J’ai besoin d’être seul pour créer. Au niveau de la conception, la réflexion collective peut être intéressante sur quelques idées mais d’une manière générale, j’ai besoin d’être seul pour décider de la thématique à aborder, puis de l’angle, puis de l’esthétique, puis de la technique.
Pour la réalisation j’ai besoin d’être seul avec moi-même, dans une ambiance méditative.
Ensuite ce n’est qu’au moment de passer le message, de montrer l’œuvre au public, que ce soit en l’exposant dans la rue en plein jour ou en galerie, qu’il est important pour moi d’être au contact direct du public.


 


As-tu des « spots » favoris dans la rue… ou ailleurs ?

J’ai passé beaucoup de messages visuels à Montmartre, à la Butte aux Cailles et à Belleville, mais mon spot de prédilection se situe tout de même autour du Centre Georges Pompidou, dont la collection d’art moderne est ma source d’inspiration par excellence.

 



Peux-tu nous en dire plus sur tes supports et médiums de prédilection ?

Mon support de création de prédilection est clairement la toile et la peinture à l’huile. Je suis issu d’une formation classique au niveau de la création artistique. Je considère les longues heures et jours passés à peindre un visage comme un véritable hommage au sujet traité et à la technique de l’huile, et notamment au glacis, qui permet une profondeur et une force des couleurs très importantes dans mon travail.
Par ailleurs, je considère le mur comme le support d’exposition de prédilection de mon travail (bien plus que la toile en galerie) car il s’adresse à un public qu’il m’intéresse plus de toucher que le public des galeries (même si la reconnaissance des professionnels du milieu a évidemment été très motivante dans mon parcours). C’est seulement à ce moment-là que la dimension populaire de l’art peut se révéler…



Don't Stop the Street Art - Romano
© Tous droits réservés

 
Dans la rue, tu détournes les panneaux de signalétique avec un message visuel humoristique (celui de ne pas effacer le street art)… 
Pourquoi ce choix du support et comment l’idée de détourner les panneaux a-t-elle vue le jour ?

Le propos de ce travail de détournement de panneaux de signalisation consiste à passer un message visuel sur un support qui sera vu par tous les publics de la rue. En effet, seuls les éveillés à l’art observent réellement les œuvres exposées sur les murs, alors que la quasi-totalité du public des rues (qu’ils soient piétons ou véhiculés) n’ont pas le choix que de regarder les panneaux de signalisation.

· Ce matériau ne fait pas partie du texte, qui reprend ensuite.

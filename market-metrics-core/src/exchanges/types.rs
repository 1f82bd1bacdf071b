//! Trade data types shared by producers, the publisher and subscribers

use super::errors::{MetricsError, MetricsResult};
use chrono::{DateTime, Local};
use serde::{Deserialize, Serialize};
use std::fmt;
use std::sync::atomic::{AtomicU64, Ordering};

/// Largest quantity a single trade may carry
pub const MAX_TRADE_QUANTITY: u32 = 100;

/// Trading symbol
#[derive(Clone, Debug, PartialEq, Eq, PartialOrd, Ord, Hash, Serialize, Deserialize)]
pub struct Symbol(pub String);

impl Symbol {
    pub fn new(s: impl Into<String>) -> Self {
        Self(s.into())
    }

    pub fn validate(&self) -> bool {
        !self.0.is_empty() && self.0.chars().all(|c| c.is_alphanumeric() || c == '-' || c == '_' || c == '.')
    }

    pub fn as_str(&self) -> &str {
        &self.0
    }
}

impl fmt::Display for Symbol {
    fn fmt(&self, f: &mut fmt::Formatter<'_>) -> fmt::Result {
        write!(f, "{}", self.0)
    }
}

impl From<&str> for Symbol {
    fn from(s: &str) -> Self {
        Self::new(s)
    }
}

/// Trade side
#[derive(Clone, Copy, Debug, Serialize, Deserialize, PartialEq, Eq, Hash)]
pub enum Side {
    Buy,
    Sell,
}

impl fmt::Display for Side {
    fn fmt(&self, f: &mut fmt::Formatter<'_>) -> fmt::Result {
        match self {
            Side::Buy => write!(f, "BUY"),
            Side::Sell => write!(f, "SELL"),
        }
    }
}

/// Globally unique trade identifier, rendered as `T<n>`
#[derive(Clone, Copy, Debug, PartialEq, Eq, PartialOrd, Ord, Hash, Serialize, Deserialize)]
pub struct TradeId(pub u64);

impl TradeId {
    pub fn value(&self) -> u64 {
        self.0
    }
}

impl fmt::Display for TradeId {
    fn fmt(&self, f: &mut fmt::Formatter<'_>) -> fmt::Result {
        write!(f, "T{}", self.0)
    }
}

/// Id source shared by every producer in the process.
///
/// Ids start at 1 and are handed out with a single atomic fetch-add, so no
/// two trades ever share one and none is skipped.
#[derive(Debug)]
pub struct TradeIdGenerator {
    next: AtomicU64,
}

impl TradeIdGenerator {
    pub fn new() -> Self {
        Self::starting_at(1)
    }

    pub fn starting_at(first: u64) -> Self {
        Self {
            next: AtomicU64::new(first),
        }
    }

    pub fn next_id(&self) -> TradeId {
        TradeId(self.next.fetch_add(1, Ordering::Relaxed))
    }

    /// Number of ids issued so far when starting from 1
    pub fn issued(&self) -> u64 {
        self.next.load(Ordering::Relaxed).saturating_sub(1)
    }
}

impl Default for TradeIdGenerator {
    fn default() -> Self {
        Self::new()
    }
}

/// One simulated transaction. Immutable once built; subscribers only ever see `&Trade`.
#[derive(Clone, Debug, PartialEq, Serialize)]
pub struct Trade {
    id: TradeId,
    exchange: String,
    symbol: Symbol,
    price: f64,
    quantity: u32,
    side: Side,
    timestamp: DateTime<Local>,
}

impl Trade {
    pub fn new(
        id: TradeId,
        exchange: impl Into<String>,
        symbol: Symbol,
        price: f64,
        quantity: u32,
        side: Side,
        timestamp: DateTime<Local>,
    ) -> MetricsResult<Self> {
        if symbol.as_str().is_empty() {
            return Err(MetricsError::InvalidTrade(format!("{}: empty symbol", id)));
        }
        if !price.is_finite() || price <= 0.0 {
            return Err(MetricsError::InvalidTrade(format!("{}: price {} is not positive", id, price)));
        }
        if quantity == 0 || quantity > MAX_TRADE_QUANTITY {
            return Err(MetricsError::InvalidTrade(format!(
                "{}: quantity {} outside 1..={}",
                id, quantity, MAX_TRADE_QUANTITY
            )));
        }

        Ok(Self {
            id,
            exchange: exchange.into(),
            symbol,
            price,
            quantity,
            side,
            timestamp,
        })
    }

    pub fn id(&self) -> TradeId {
        self.id
    }

    pub fn exchange(&self) -> &str {
        &self.exchange
    }

    pub fn symbol(&self) -> &Symbol {
        &self.symbol
    }

    pub fn price(&self) -> f64 {
        self.price
    }

    pub fn quantity(&self) -> u32 {
        self.quantity
    }

    pub fn side(&self) -> Side {
        self.side
    }

    pub fn timestamp(&self) -> DateTime<Local> {
        self.timestamp
    }

    /// Price times quantity
    pub fn notional(&self) -> f64 {
        self.price * self.quantity as f64
    }
}
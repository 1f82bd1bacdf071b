//! Fan-out trade publisher
//!
//! Producers call [`TradePublisher::publish_trade`] from their own task; the
//! trade is handed synchronously to every subscriber registered at call time.
//! The subscriber list is copy-on-write: subscribe/unsubscribe swap in a new
//! list, and a publish in flight keeps iterating the list it started with.

use crate::exchanges::{MetricsError, MetricsResult, Trade};
use parking_lot::RwLock;
use std::any::Any;
use std::panic::{self, AssertUnwindSafe};
use std::sync::atomic::{AtomicU64, Ordering};
use std::sync::Arc;
use tracing::warn;

/// Consumer of published trades
pub trait TradeSubscriber: Send + Sync {
    fn on_trade(&self, trade: &Trade) -> MetricsResult<()>;

    fn name(&self) -> &str {
        "subscriber"
    }
}

/// Handle returned by `subscribe`, used to unsubscribe later
#[derive(Clone, Copy, Debug, PartialEq, Eq, Hash)]
pub struct SubscriberId(u64);

/// One subscriber that failed to take a trade
#[derive(Debug)]
pub struct DeliveryFailure {
    pub subscriber: SubscriberId,
    pub error: MetricsError,
}

/// Outcome of a single publish
#[derive(Debug, Default)]
pub struct PublishReport {
    pub delivered: usize,
    pub failures: Vec<DeliveryFailure>,
}

impl PublishReport {
    pub fn is_clean(&self) -> bool {
        self.failures.is_empty()
    }
}

type SubscriberList = Arc<Vec<(SubscriberId, Arc<dyn TradeSubscriber>)>>;

pub struct TradePublisher {
    subscribers: RwLock<SubscriberList>,
    next_id: AtomicU64,
}

impl TradePublisher {
    pub fn new() -> Self {
        Self {
            subscribers: RwLock::new(Arc::new(Vec::new())),
            next_id: AtomicU64::new(1),
        }
    }

    /// Register a subscriber; it receives every trade published after this returns
    pub fn subscribe(&self, subscriber: Arc<dyn TradeSubscriber>) -> SubscriberId {
        let id = SubscriberId(self.next_id.fetch_add(1, Ordering::Relaxed));
        let mut guard = self.subscribers.write();
        let mut next = Vec::with_capacity(guard.len() + 1);
        next.extend(guard.iter().cloned());
        next.push((id, subscriber));
        *guard = Arc::new(next);
        id
    }

    /// Remove a subscriber. Publishes that start after this returns will not
    /// reach it; one already iterating may still deliver its current trade.
    pub fn unsubscribe(&self, id: SubscriberId) -> bool {
        let mut guard = self.subscribers.write();
        if !guard.iter().any(|(existing, _)| *existing == id) {
            return false;
        }
        let next: Vec<_> = guard.iter().filter(|(existing, _)| *existing != id).cloned().collect();
        *guard = Arc::new(next);
        true
    }

    pub fn subscriber_count(&self) -> usize {
        self.subscribers.read().len()
    }

    /// Deliver `trade` to every current subscriber in subscription order.
    ///
    /// A subscriber that returns an error or panics is recorded in the report
    /// and delivery carries on with the rest.
    pub fn publish_trade(&self, trade: &Trade) -> PublishReport {
        let subscribers = self.subscribers.read().clone();
        let mut report = PublishReport::default();

        for (id, subscriber) in subscribers.iter() {
            let outcome = panic::catch_unwind(AssertUnwindSafe(|| subscriber.on_trade(trade)));
            let error = match outcome {
                Ok(Ok(())) => {
                    report.delivered += 1;
                    continue;
                }
                Ok(Err(e)) => e,
                Err(payload) => MetricsError::SubscriberPanic {
                    subscriber: subscriber.name().to_string(),
                    message: panic_message(payload.as_ref()),
                },
            };

            warn!(
                subscriber = subscriber.name(),
                trade_id = %trade.id(),
                error = %error,
                "Trade delivery failed"
            );
            report.failures.push(DeliveryFailure {
                subscriber: *id,
                error,
            });
        }

        report
    }
}

impl Default for TradePublisher {
    fn default() -> Self {
        Self::new()
    }
}

fn panic_message(payload: &(dyn Any + Send)) -> String {
    if let Some(s) = payload.downcast_ref::<&str>() {
        (*s).to_string()
    } else if let Some(s) = payload.downcast_ref::<String>() {
        s.clone()
    } else {
        "unknown panic".to_string()
    }
}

Don't Stop the Street Art - Romano
© Tous droits réservés


De plus, le concept de s’approprier un support d’expression officiel de l’ordre public, autrement dit du gérant des rues, (ce qui n’est pas le cas d’une œuvre murale) prolonge avec intérêt mon travail de rébellion artistique et de liberté d’expression radicale. Le concept de prendre la parole, non plus seulement où et quand je voulais sur un mur, mais cette fois-ci à la place même de l’ordre public, résonne fortement en moi comme une opportunité.
D’un côté, j’optimise fortement l’impact de mon message visuel et de l’autre, je m’adresse encore plus directement au gouvernement. Et donc dans ce cas, l’opportunité est d’aborder des thématiques bien précises, à savoir l’ordre public qui efface sans cesse nos œuvres dans la rue et/ou qui perturbe notre liberté d’expression, en nous faisant passer des nuits au commissariat et en nous faisant payer des amendes.



Don't Stop the Street Art - Romano
© Tous droits réservés


L’idée consiste à mettre en avant la contradiction actuelle (l’ordre public qui interdirait à sa propre police de stopper un artiste de rue ou qui interdirait à ses propres agents de propreté d’effacer l’art de rue) de nos relations avec les institutions publiques, dans le sens où d’un côté elles nous passent des commandes et nous soutiennent et de l’autre, la police continue de nous arrêter et les agents de propreté continuent d’effacer notre travail.
C’est une période transitoire de l’art contemporain et plus précisément de l’art urbain (dans quelques années je pense que tout deviendra encadré et 100% légal). En attendant, je continue de subir au quotidien ces contradictions très perturbantes pour mon travail. J’ai besoin de partager ce paradoxe avec les publics et de faire en sorte qu’ils se rendent compte de cette situation exceptionnelle et éphémère pour la faire changer au plus vite.
Il m’est même arrivé de me faire arrêter par les forces de l’ordre alors que je peignais un panneau de signalisation « Don’t stop street art » sur un mur. Je leur ai pourtant expliqué le message de cette œuvre mais rien à faire…trop dommage que je sois seul lors de la réalisation de cette œuvre, sans quoi un collègue aurait pu prendre la scène en photo avec l’œuvre presque terminée sur le mur ! Cette fois-ci pas d’amende, mais j’ai dû aller repeindre en gris le mur en question…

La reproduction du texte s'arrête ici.